Data to examine: Begin

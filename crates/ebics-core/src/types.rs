use serde::{Deserialize, Serialize};
use std::fmt;
use std::str::FromStr;

use crate::error::{EbicsError, EbicsResult};
use crate::return_code::EBICS_INVALID_ORDER_TYPE;

/// Direction of a file transfer, seen from the client
#[derive(Debug, Clone, Copy, PartialEq, Eq, Serialize, Deserialize)]
pub enum TransferDirection {
    Upload,
    Download,
}

/// Phase reported in the mutable header of a transaction response
#[derive(Debug, Clone, Copy, PartialEq, Eq, Serialize, Deserialize)]
pub enum TransactionPhase {
    Initialisation,
    Transfer,
    Receipt,
}

impl FromStr for TransactionPhase {
    type Err = EbicsError;

    fn from_str(s: &str) -> EbicsResult<Self> {
        match s.trim() {
            "Initialisation" => Ok(Self::Initialisation),
            "Transfer" => Ok(Self::Transfer),
            "Receipt" => Ok(Self::Receipt),
            other => Err(EbicsError::malformed(format!(
                "unknown transaction phase '{other}'"
            ))),
        }
    }
}

/// Three-character order type code, e.g. `FUL`, `STA`, `HPB`.
#[derive(Debug, Clone, PartialEq, Eq, Hash, Serialize, Deserialize)]
#[serde(try_from = "String", into = "String")]
pub struct OrderType(String);

impl OrderType {
    pub fn new(code: impl Into<String>) -> EbicsResult<Self> {
        let code = code.into();
        let valid = code.len() == 3
            && code
                .bytes()
                .all(|b| b.is_ascii_uppercase() || b.is_ascii_digit());
        if !valid {
            return Err(EbicsError::protocol(
                EBICS_INVALID_ORDER_TYPE,
                format!("order type '{code}' must be three upper-case alphanumerics"),
            ));
        }
        Ok(Self(code))
    }

    pub fn as_str(&self) -> &str {
        &self.0
    }
}

impl fmt::Display for OrderType {
    fn fmt(&self, f: &mut fmt::Formatter<'_>) -> fmt::Result {
        f.write_str(&self.0)
    }
}

impl TryFrom<String> for OrderType {
    type Error = EbicsError;

    fn try_from(value: String) -> EbicsResult<Self> {
        Self::new(value)
    }
}

impl From<OrderType> for String {
    fn from(value: OrderType) -> Self {
        value.0
    }
}

/// Identity of the subscriber on whose behalf requests are made
#[derive(Debug, Clone, PartialEq, Eq, Serialize, Deserialize)]
pub struct Subscriber {
    pub host_id: String,
    pub partner_id: String,
    pub user_id: String,
}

Data to examine: End

__What to do__: Among the records, find each line where the word "OrderType" occurs, and copy it.

__Task response__:
pub struct OrderType(String);
impl OrderType {
impl fmt::Display for OrderType {
impl TryFrom<String> for OrderType {
impl From<OrderType> for String {
    fn from(value: OrderType) -> Self {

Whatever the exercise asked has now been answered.